I’m not familiar enough with measure theory to understand more than the intuitive underpinnings of the argument, so I’d like to ask: Does this work have any implications for model complexity? In particular, a lot of “Google-style machine learning” comes down to using simple models with enormous amounts of data. Would it be better strategy to focus our energy on acquiring large amounts of data to solve problems, rather than working out more complicated models? Maybe more elaborate modeling puts us at greater risk of inconsistency?

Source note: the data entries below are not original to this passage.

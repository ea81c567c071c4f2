//! The outcome of a single request.

use reqwest::StatusCode;
use reqwest::header::HeaderMap;

use super::content_type::ContentType;

/// Status reported when no response was obtained at all.
pub const TRANSPORT_FAILURE_STATUS: StatusCode = StatusCode::INTERNAL_SERVER_ERROR;

/// Response of a request, or the description of why there is none.
///
/// A server that answered with any status produces a fully populated value with
/// `error_message() == None`. A transport failure (DNS, refused connection,
/// timeout, TLS, invalid URL or header) produces a value with
/// [`TRANSPORT_FAILURE_STATUS`], no headers, an empty body and the error text.
#[derive(Debug, Clone)]
pub struct ClientResponse {
    status: StatusCode,
    is_success: bool,
    body: String,
    headers: Option<HeaderMap>,
    error_message: Option<String>,
}

impl ClientResponse {
    /// Builds the response for a server reply.
    pub fn new(status: StatusCode, headers: HeaderMap, body: String) -> Self {
        Self {
            status,
            is_success: status.is_success(),
            body,
            headers: Some(headers),
            error_message: None,
        }
    }

    /// Builds the response for a request that never got a reply.
    pub fn transport_failure(message: impl Into<String>) -> Self {
        Self {
            status: TRANSPORT_FAILURE_STATUS,
            is_success: false,
            body: String::new(),
            headers: None,
            error_message: Some(message.into()),
        }
    }

    pub fn status(&self) -> StatusCode {
        self.status
    }

    pub fn is_success(&self) -> bool {
        self.is_success
    }

    pub fn body(&self) -> &str {
        &self.body
    }

    /// Consumes the response, returning the body without copying it.
    pub fn into_body(self) -> String {
        self.body
    }

    /// Response headers; `None` after a transport failure.
    pub fn headers(&self) -> Option<&HeaderMap> {
        self.headers.as_ref()
    }

    pub fn error_message(&self) -> Option<&str> {
        self.error_message.as_deref()
    }

    /// Coarse classification of the body, derived from the `Content-Type` header.
    ///
    /// `None` when there are no headers, i.e. after a transport failure.
    pub fn content_type(&self) -> Option<ContentType> {
        self.headers.as_ref().map(ContentType::from_headers)
    }
}
//! HTTP client settings and how they are read from the environment.

use anyhow::{Context, Result};
use log::debug;
use std::env;
use std::time::Duration;

/// Environment variable overriding the `User-Agent` header.
pub const USER_AGENT_ENV: &str = "FMG_HTTP_USER_AGENT";

/// Environment variable holding the per-request timeout in seconds.
pub const TIMEOUT_ENV: &str = "FMG_HTTP_TIMEOUT_SECS";

/// Source of environment variables.
#[cfg_attr(test, mockall::automock)]
pub trait Env: Send + Sync {
    fn var(&self, key: &str) -> Result<String, env::VarError>;
}

/// Reads the process environment.
#[derive(Debug, Clone, Copy, Default)]
pub struct SystemEnv;

impl Env for SystemEnv {
    fn var(&self, key: &str) -> Result<String, env::VarError> {
        env::var(key)
    }
}

/// Settings applied to every client the factory builds.
#[derive(Debug, Clone, PartialEq, Eq)]
pub struct ClientSettings {
    pub user_agent: String,
    /// Total time allowed for a request, from connect to the last body byte.
    pub timeout: Option<Duration>,
}

impl Default for ClientSettings {
    fn default() -> Self {
        Self {
            user_agent: default_user_agent(),
            timeout: None,
        }
    }
}

impl ClientSettings {
    /// Defaults overridden by [`USER_AGENT_ENV`] and [`TIMEOUT_ENV`].
    #[tracing::instrument(skip(env))]
    pub fn from_env(env: &dyn Env) -> Result<Self> {
        let mut settings = Self::default();

        if let Ok(user_agent) = env.var(USER_AGENT_ENV) {
            if !user_agent.trim().is_empty() {
                debug!("Using user agent from {}: {}", USER_AGENT_ENV, user_agent);
                settings.user_agent = user_agent;
            }
        }

        if let Ok(timeout) = env.var(TIMEOUT_ENV) {
            let secs: u64 = timeout
                .trim()
                .parse()
                .with_context(|| format!("Invalid {} value '{}'", TIMEOUT_ENV, timeout))?;
            debug!("Using request timeout from {}: {}s", TIMEOUT_ENV, secs);
            settings.timeout = (secs > 0).then(|| Duration::from_secs(secs));
        }

        Ok(settings)
    }
}

pub fn default_user_agent() -> String {
    format!("fmg-http/{}", env!("FMG_HTTP_VERSION"))
}
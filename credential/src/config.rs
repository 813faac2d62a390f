//! Static configuration for the credential manager.
//!
//! Configuration is an explicit value handed to [`CredentialManager::new`],
//! never ambient global state, so tests can run isolated managers with
//! distinct secrets side by side.
//!
//! [`CredentialManager::new`]: crate::CredentialManager::new

use secrecy::SecretString;

use crate::algorithm::MacAlgorithm;
use crate::error::{CredentialError, CredentialResult};

/// Environment variable holding the signing secret.
pub const SECRET_KEY_VAR: &str = "SECRET_KEY";
/// Environment variable naming the MAC scheme.
pub const ALGORITHM_VAR: &str = "ALGORITHM";
/// Environment variable holding the default token lifetime in minutes.
pub const EXPIRE_MINUTES_VAR: &str = "ACCESS_TOKEN_EXPIRE_MINUTES";

fn default_expire_minutes() -> i64 {
    30
}

fn default_memory_cost() -> u32 {
    64 * 1024 // 64 MiB
}

fn default_time_cost() -> u32 {
    3
}

fn default_parallelism() -> u32 {
    4
}

/// Configuration consumed by [`CredentialManager`].
///
/// The signing secret and any rotated-out predecessors are held as
/// [`SecretString`] so they are redacted from `Debug` output and wiped on
/// drop.
///
/// [`CredentialManager`]: crate::CredentialManager
#[derive(Debug)]
pub struct CredentialConfig {
    signing_secret: SecretString,
    previous_secrets: Vec<SecretString>,
    /// MAC scheme used to sign and validate tokens.
    pub algorithm: MacAlgorithm,
    /// Token lifetime, in minutes, used when the caller does not pass one.
    pub access_token_expire_minutes: i64,
    /// Argon2 memory cost in KiB.
    pub argon2_memory_cost: u32,
    /// Argon2 iteration count.
    pub argon2_time_cost: u32,
    /// Argon2 lane count.
    pub argon2_parallelism: u32,
}

impl CredentialConfig {
    /// Create a configuration with the given secret and algorithm and
    /// default lifetime and hashing costs.
    ///
    /// An empty secret is accepted here; token issuance reports it as a
    /// [`CredentialError::ConfigurationError`] when actually used.
    pub fn new(secret: impl Into<String>, algorithm: MacAlgorithm) -> Self {
        Self {
            signing_secret: SecretString::from(secret.into()),
            previous_secrets: Vec::new(),
            algorithm,
            access_token_expire_minutes: default_expire_minutes(),
            argon2_memory_cost: default_memory_cost(),
            argon2_time_cost: default_time_cost(),
            argon2_parallelism: default_parallelism(),
        }
    }

    /// Build a configuration from process environment variables.
    ///
    /// `SECRET_KEY` is required and must be non-empty. `ALGORITHM` defaults
    /// to `HS256` and `ACCESS_TOKEN_EXPIRE_MINUTES` to 30 when unset.
    pub fn from_env() -> CredentialResult<Self> {
        let secret = std::env::var(SECRET_KEY_VAR)
            .map_err(|_| CredentialError::configuration("SECRET_KEY is not set"))?;
        if secret.is_empty() {
            return Err(CredentialError::configuration("SECRET_KEY is empty"));
        }

        let algorithm = match std::env::var(ALGORITHM_VAR) {
            Ok(name) => name.parse()?,
            Err(_) => MacAlgorithm::HS256,
        };

        let expire_minutes = match std::env::var(EXPIRE_MINUTES_VAR) {
            Ok(raw) => {
                let minutes: i64 = raw.parse().map_err(|_| {
                    CredentialError::ConfigurationError(format!(
                        "{EXPIRE_MINUTES_VAR} is not an integer"
                    ))
                })?;
                if minutes <= 0 {
                    return Err(CredentialError::ConfigurationError(format!(
                        "{EXPIRE_MINUTES_VAR} must be positive"
                    )));
                }
                minutes
            }
            Err(_) => default_expire_minutes(),
        };

        Ok(Self {
            access_token_expire_minutes: expire_minutes,
            ..Self::new(secret, algorithm)
        })
    }

    /// Register a rotated-out secret that remains acceptable for token
    /// validation. Issuance always uses the current secret only; validation
    /// tries the current secret first, then predecessors in the order given.
    #[must_use]
    pub fn with_previous_secret(mut self, secret: impl Into<String>) -> Self {
        self.previous_secrets.push(SecretString::from(secret.into()));
        self
    }

    /// Override the default token lifetime.
    #[must_use]
    pub fn with_expire_minutes(mut self, minutes: i64) -> Self {
        self.access_token_expire_minutes = minutes;
        self
    }

    /// Override the Argon2 cost parameters (memory KiB, iterations, lanes).
    #[must_use]
    pub fn with_argon2_params(mut self, memory_cost: u32, time_cost: u32, parallelism: u32) -> Self {
        self.argon2_memory_cost = memory_cost;
        self.argon2_time_cost = time_cost;
        self.argon2_parallelism = parallelism;
        self
    }

    pub(crate) fn signing_secret(&self) -> &SecretString {
        &self.signing_secret
    }

    pub(crate) fn previous_secrets(&self) -> &[SecretString] {
        &self.previous_secrets
    }
}

#[cfg(test)]
mod tests {
    use super::*;

    #[test]
    fn debug_output_redacts_secrets() {
        let config = CredentialConfig::new("top-secret", MacAlgorithm::HS256)
            .with_previous_secret("old-secret");
        let rendered = format!("{config:?}");
        assert!(!rendered.contains("top-secret"));
        assert!(!rendered.contains("old-secret"));
    }

    #[test]
    fn builder_overrides_apply() {
        let config = CredentialConfig::new("s", MacAlgorithm::HS512)
            .with_expire_minutes(5)
            .with_argon2_params(8, 1, 1);
        assert_eq!(config.algorithm, MacAlgorithm::HS512);
        assert_eq!(config.access_token_expire_minutes, 5);
        assert_eq!(config.argon2_memory_cost, 8);
        assert_eq!(config.argon2_time_cost, 1);
        assert_eq!(config.argon2_parallelism, 1);
    }
}
//! Session-token claims.

use chrono::Utc;
use serde::{Deserialize, Serialize};

/// Claims carried by a session token: the identity it asserts, when it was
/// issued, and the absolute instant after which it is no longer valid.
#[derive(Debug, Clone, Serialize, Deserialize)]
pub struct Claims {
    /// Identity the token asserts.
    pub sub: String,
    /// Expiry (unix seconds).
    pub exp: i64,
    /// Issued-at (unix seconds).
    pub iat: i64,
}

impl Claims {
    /// Build claims for an identity expiring `expiry_minutes` from now.
    #[must_use]
    pub fn for_identity(identity_id: &str, expiry_minutes: i64) -> Self {
        let now = Utc::now().timestamp();
        Self {
            sub: identity_id.to_string(),
            exp: now + expiry_minutes * 60,
            iat: now,
        }
    }

    /// Whether the token is expired at `now` (unix seconds). Expiry is
    /// exclusive: a token is invalid at and after its `exp` instant, with no
    /// leeway.
    #[must_use]
    pub fn is_expired(&self, now: i64) -> bool {
        now >= self.exp
    }
}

I don’t fully understand the math, but based on comments and what I understood, I can’t avoid of thinking about this post:http://delong.typepad.com/sdj/2009/03/cosma-shalizi-waterboards-the-rev-dr-thomas-bayes.html

To me It seems odd that the theorem is about natural numbers. Second, I suspect that almost all priors are crap because almost all priors (in this setting, with natural numbers…) will put zero probability on the true value of theta. Am I wrong?

@normaldeviate said:

> Can we identify an example? Yes. The constructions can be very explicit. In one of Freedman’s earlier papers for example the true distribution is Geometric(1/4) and the posterior converges to a point mass at Geometric(3/4).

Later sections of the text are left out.